In conclusion, this study provides evidence that the pericardial cavity of CVD patients contains IGF-I, IGFBP-4, PAPP-A, and STC2, and that the composition, including 15-fold increased PAPP-A level, is likely to augment local IGF activity. Furthermore, the data strengthen the theory that the pericardial cavity is a distinct microenvironment of the heart. It has been speculated that the IGFBP-4/PAPP-A/STC2 axis may possess potential as a target of therapeutic intervention in CVD (9, 51, 52). Indeed, studies into novel driving forces of cardiac dysfunction and atherosclerosis and a more detailed understanding of the effector molecules are necessary to develop future treatment strategies. Thus, the present results substantiate the role of IGFBP-4 and PAPP-A in CVD and encourage further investigation.

Abbreviations

    Abbreviations
     
  • BMI

    body mass index

  •  
  • CABG

    coronary artery bypass grafting

  •  
  • CT

    C-terminal

  •  
  • CVD

    cardiovascular disease

  •  
  • HbA1c

    glycated hemoglobin

  •  
  • IGF

    insulin-like growth factor

  •  
  • IGFBP-4

    IGF binding protein-4

  •  
  • KIRA

    kinase receptor activation assay

  •  
  • NT

    N-terminal

  •  
  • PAPP-A

    pregnancy-associated plasma protein-A

  •  
  • STC2

    stanniocalcin-2

  •  
  • T2D

    type 2 diabetes

  •  
  • VR

    valve replacement

Acknowledgments

The authors are grateful to HyTest Ltd for providing monoclonal antibodies and calibrators for the IGFBP-4 immunoassays. The authors want to thank the patients who participated in this study.

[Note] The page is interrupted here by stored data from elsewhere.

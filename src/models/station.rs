use super::LatLng;
use crate::error::EditorError;
use serde::{Deserialize, Serialize};

/// A named stop of a line
#[derive(Debug, Clone, PartialEq, Serialize, Deserialize)]
pub struct Station {
    #[serde(alias = "nombre")]
    pub name: String,
    pub lat: f64,
    pub lng: f64,
}

impl Station {
    /// # Errors
    ///
    /// Returns `EmptyName` if the trimmed name is empty
    pub fn new(name: &str, position: LatLng) -> Result<Self, EditorError> {
        Self::check_name(name)?;
        let name = name.trim();
        Ok(Self {
            name: name.to_string(),
            lat: position.lat,
            lng: position.lng,
        })
    }

    /// # Errors
    ///
    /// Returns `EmptyName` if the trimmed name is empty
    pub fn check_name(name: &str) -> Result<(), EditorError> {
        if name.trim().is_empty() {
            return Err(EditorError::EmptyName);
        }
        Ok(())
    }

    #[must_use]
    pub const fn position(&self) -> LatLng {
        LatLng { lat: self.lat, lng: self.lng }
    }

    pub fn set_position(&mut self, position: LatLng) {
        self.lat = position.lat;
        self.lng = position.lng;
    }
}

#[cfg(test)]
mod tests {
    use super::*;

    #[test]
    fn test_new_trims_name() {
        let station = Station::new("  Plaza  ", LatLng { lat: 14.6, lng: -90.5 }).expect("valid station");
        assert_eq!(station.name, "Plaza");
        assert_eq!(station.position(), LatLng { lat: 14.6, lng: -90.5 });
    }

    #[test]
    fn test_new_rejects_blank_name() {
        let result = Station::new("   ", LatLng { lat: 0.0, lng: 0.0 });
        assert_eq!(result, Err(EditorError::EmptyName));
    }

    #[test]
    fn test_check_name_matches_constructor() {
        assert_eq!(Station::check_name(" \t "), Err(EditorError::EmptyName));
        assert_eq!(Station::check_name(" Parque "), Ok(()));
    }

    #[test]
    fn test_deserializes_legacy_key() {
        let station: Station = serde_json::from_str(r#"{"nombre":"Trébol","lat":14.6,"lng":-90.5}"#)
            .expect("legacy station should parse");
        assert_eq!(station.name, "Trébol");
    }
}
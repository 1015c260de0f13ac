use crate::constants::{MIN_LINE_STATIONS, OPENROUTESERVICE_BASE_URL, OSRM_BASE_URL};
use crate::error::{EditorError, ParseError};
use crate::models::LatLng;
use serde::{Deserialize, Serialize};

#[derive(Debug, Clone, Copy, PartialEq, Eq, Default, Serialize, Deserialize)]
#[serde(rename_all = "lowercase")]
pub enum TravelMode {
    #[default]
    Driving,
    Walking,
    Cycling,
}

impl TravelMode {
    pub const ALL: [Self; 3] = [Self::Driving, Self::Walking, Self::Cycling];

    #[must_use]
    pub const fn as_str(self) -> &'static str {
        match self {
            Self::Driving => "driving",
            Self::Walking => "walking",
            Self::Cycling => "cycling",
        }
    }

    #[must_use]
    pub fn parse(value: &str) -> Option<Self> {
        Self::ALL.into_iter().find(|mode| mode.as_str() == value)
    }

    #[must_use]
    pub const fn label(self) -> &'static str {
        match self {
            Self::Driving => "En vehículo",
            Self::Walking => "A pie",
            Self::Cycling => "En bicicleta",
        }
    }
}

#[derive(Debug, Clone, Copy, PartialEq, Eq, Default, Serialize, Deserialize)]
pub enum RoutingProvider {
    /// Public OSRM demo server, no key required
    #[default]
    #[serde(rename = "osrm")]
    Osrm,
    #[serde(rename = "openrouteservice")]
    OpenRouteService,
}

impl RoutingProvider {
    /// Profile token understood by the provider for a travel mode
    #[must_use]
    pub const fn profile(self, mode: TravelMode) -> &'static str {
        match (self, mode) {
            (Self::Osrm, TravelMode::Driving) => "driving",
            (Self::Osrm, TravelMode::Walking) => "walking",
            (Self::Osrm, TravelMode::Cycling) => "cycling",
            (Self::OpenRouteService, TravelMode::Driving) => "driving-car",
            (Self::OpenRouteService, TravelMode::Walking) => "foot-walking",
            (Self::OpenRouteService, TravelMode::Cycling) => "cycling-regular",
        }
    }

    #[must_use]
    pub const fn default_base_url(self) -> &'static str {
        match self {
            Self::Osrm => OSRM_BASE_URL,
            Self::OpenRouteService => OPENROUTESERVICE_BASE_URL,
        }
    }
}

#[derive(Debug, Clone, PartialEq, Serialize, Deserialize)]
#[serde(default, rename_all = "camelCase")]
pub struct RoutingConfig {
    pub provider: RoutingProvider,
    pub base_url: String,
    /// Only used by OpenRouteService
    pub api_key: String,
    /// Ask OpenRouteService to keep public transport off highways
    pub avoid_highways: bool,
}

impl Default for RoutingConfig {
    fn default() -> Self {
        Self {
            provider: RoutingProvider::Osrm,
            base_url: OSRM_BASE_URL.to_string(),
            api_key: String::new(),
            avoid_highways: true,
        }
    }
}

impl RoutingConfig {
    fn base_url(&self) -> &str {
        let base = self.base_url.trim();
        if base.is_empty() {
            self.provider.default_base_url()
        } else {
            base.trim_end_matches('/')
        }
    }
}

#[derive(Debug, Clone, Serialize)]
struct OpenRouteServiceOptions {
    avoid_features: Vec<&'static str>,
}

#[derive(Debug, Clone, Serialize)]
struct OpenRouteServiceBody {
    coordinates: Vec<[f64; 2]>,
    #[serde(skip_serializing_if = "Option::is_none")]
    options: Option<OpenRouteServiceOptions>,
}

/// One routing attempt: ordered waypoints and a travel mode
#[derive(Debug, Clone, PartialEq)]
pub struct RoutingRequest {
    pub waypoints: Vec<LatLng>,
    pub mode: TravelMode,
}

impl RoutingRequest {
    /// Circular requests end back at the first waypoint
    #[must_use]
    pub fn new(mut waypoints: Vec<LatLng>, mode: TravelMode, is_circular: bool) -> Self {
        if is_circular && waypoints.len() >= MIN_LINE_STATIONS {
            if let Some(first) = waypoints.first().copied() {
                waypoints.push(first);
            }
        }
        Self { waypoints, mode }
    }

    #[must_use]
    pub fn is_routable(&self) -> bool {
        self.waypoints.len() >= MIN_LINE_STATIONS
    }

    #[must_use]
    pub fn osrm_url(&self, config: &RoutingConfig) -> String {
        let coordinates = self
            .waypoints
            .iter()
            .map(|p| format!("{},{}", p.lng, p.lat))
            .collect::<Vec<_>>()
            .join(";");
        format!(
            "{}/route/v1/{}/{coordinates}?geometries=geojson&overview=full",
            config.base_url(),
            RoutingProvider::Osrm.profile(self.mode)
        )
    }

    #[must_use]
    pub fn openrouteservice_url(&self, config: &RoutingConfig) -> String {
        format!(
            "{}/v2/directions/{}/geojson",
            config.base_url(),
            RoutingProvider::OpenRouteService.profile(self.mode)
        )
    }

    fn openrouteservice_body(&self, config: &RoutingConfig) -> OpenRouteServiceBody {
        OpenRouteServiceBody {
            coordinates: self.waypoints.iter().map(|p| p.to_lng_lat()).collect(),
            options: config.avoid_highways.then(|| OpenRouteServiceOptions {
                avoid_features: vec!["highways"],
            }),
        }
    }
}

#[derive(Debug, Deserialize)]
struct LineStringGeometry {
    /// `[lng, lat]` or `[lng, lat, elevation]`
    coordinates: Vec<Vec<f64>>,
}

#[derive(Debug, Deserialize)]
struct OsrmRoute {
    geometry: LineStringGeometry,
}

#[derive(Debug, Deserialize)]
struct OsrmResponse {
    #[serde(default)]
    routes: Vec<OsrmRoute>,
}

#[derive(Debug, Deserialize)]
struct GeoJsonFeature {
    geometry: LineStringGeometry,
}

#[derive(Debug, Deserialize)]
struct GeoJsonFeatureCollection {
    #[serde(default)]
    features: Vec<GeoJsonFeature>,
}

fn invalid_response(reason: impl std::fmt::Display) -> EditorError {
    EditorError::Parse(ParseError::Json(format!("respuesta de ruteo inválida: {reason}")))
}

fn geometry_to_path(geometry: LineStringGeometry) -> Result<Vec<LatLng>, EditorError> {
    let path = geometry
        .coordinates
        .into_iter()
        .map(|coordinate| match coordinate.as_slice() {
            [lng, lat, ..] => LatLng::from_lng_lat([*lng, *lat]).validated(),
            _ => Err(invalid_response("coordenada incompleta")),
        })
        .collect::<Result<Vec<_>, _>>()?;

    if path.len() < 2 {
        return Err(invalid_response("la ruta no contiene geometría"));
    }
    Ok(path)
}

/// Path from an OSRM `route` response (`routes[0].geometry.coordinates`)
///
/// # Errors
///
/// Returns a parse error for malformed bodies or responses without a route
pub fn parse_osrm_response(body: &str) -> Result<Vec<LatLng>, EditorError> {
    let response: OsrmResponse = serde_json::from_str(body).map_err(invalid_response)?;
    let route = response
        .routes
        .into_iter()
        .next()
        .ok_or_else(|| invalid_response("sin rutas"))?;
    geometry_to_path(route.geometry)
}

/// Path from an OpenRouteService GeoJSON response (`features[0].geometry.coordinates`)
///
/// # Errors
///
/// Returns a parse error for malformed bodies or responses without features
pub fn parse_openrouteservice_response(body: &str) -> Result<Vec<LatLng>, EditorError> {
    let response: GeoJsonFeatureCollection = serde_json::from_str(body).map_err(invalid_response)?;
    let feature = response
        .features
        .into_iter()
        .next()
        .ok_or_else(|| invalid_response("sin features"))?;
    geometry_to_path(feature.geometry)
}

/// Ask the configured routing service for a path through the request's waypoints.
///
/// Single attempt: no retry, no caching, no timeout.
///
/// # Errors
///
/// Returns `MinimumStations` for fewer than two waypoints, `Network` for transport
/// failures or non-success statuses, and a parse error for unusable bodies
pub async fn fetch_route(config: &RoutingConfig, request: &RoutingRequest) -> Result<Vec<LatLng>, EditorError> {
    if !request.is_routable() {
        return Err(EditorError::MinimumStations { minimum: MIN_LINE_STATIONS });
    }

    let client = reqwest::Client::new();
    let response = match config.provider {
        RoutingProvider::Osrm => client.get(request.osrm_url(config)).send().await,
        RoutingProvider::OpenRouteService => {
            client
                .post(request.openrouteservice_url(config))
                .header("Authorization", config.api_key.as_str())
                .header("Accept", "application/json, application/geo+json")
                .json(&request.openrouteservice_body(config))
                .send()
                .await
        }
    }
    .map_err(|e| EditorError::Network(e.to_string()))?;

    let status = response.status();
    if !status.is_success() {
        return Err(EditorError::Network(format!("HTTP {status}")));
    }

    let body = response.text().await.map_err(|e| EditorError::Network(e.to_string()))?;
    match config.provider {
        RoutingProvider::Osrm => parse_osrm_response(&body),
        RoutingProvider::OpenRouteService => parse_openrouteservice_response(&body),
    }
}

Financial Support: The work was supported by the Odense University Hospital, the University of Southern Denmark, Steno Diabetes Center Odense, the Danish Council for Independent Research (DFF-4092-00098), and the Direktør Kurt Bønnelycke og hustru fru Grethe Bønnelyckes Fond. It was conducted within the frame of the elite research center for individualized medicine in arterial (CIMA) diseases at Odense University Hospital, Denmark.

Author Contributions: R.H., J.F., and J.G.R.D.M. conceived and designed the study. L.M.R., A.I., L.P.R., and J.G.R.D.M. were responsible for patient recruitment and sample collection. R.H., L.M.R., J.F., and J.G.R.D.M. performed the experiments and acquired the data. Data interpretation and statistical analyses were performed by R.H. R.H. drafted the manuscript, which was revised and approved by all authors. R.H. had full access to all data in the study and takes responsibility for the integrity of the data and the accuracy of the data analysis.

Additional Information

Disclosure Summary: The authors declare that they have no conflicts of interest.

Data Availability

The datasets generated during and/or analyzed during the current study are not publicly available but are available from the corresponding author on reasonable request.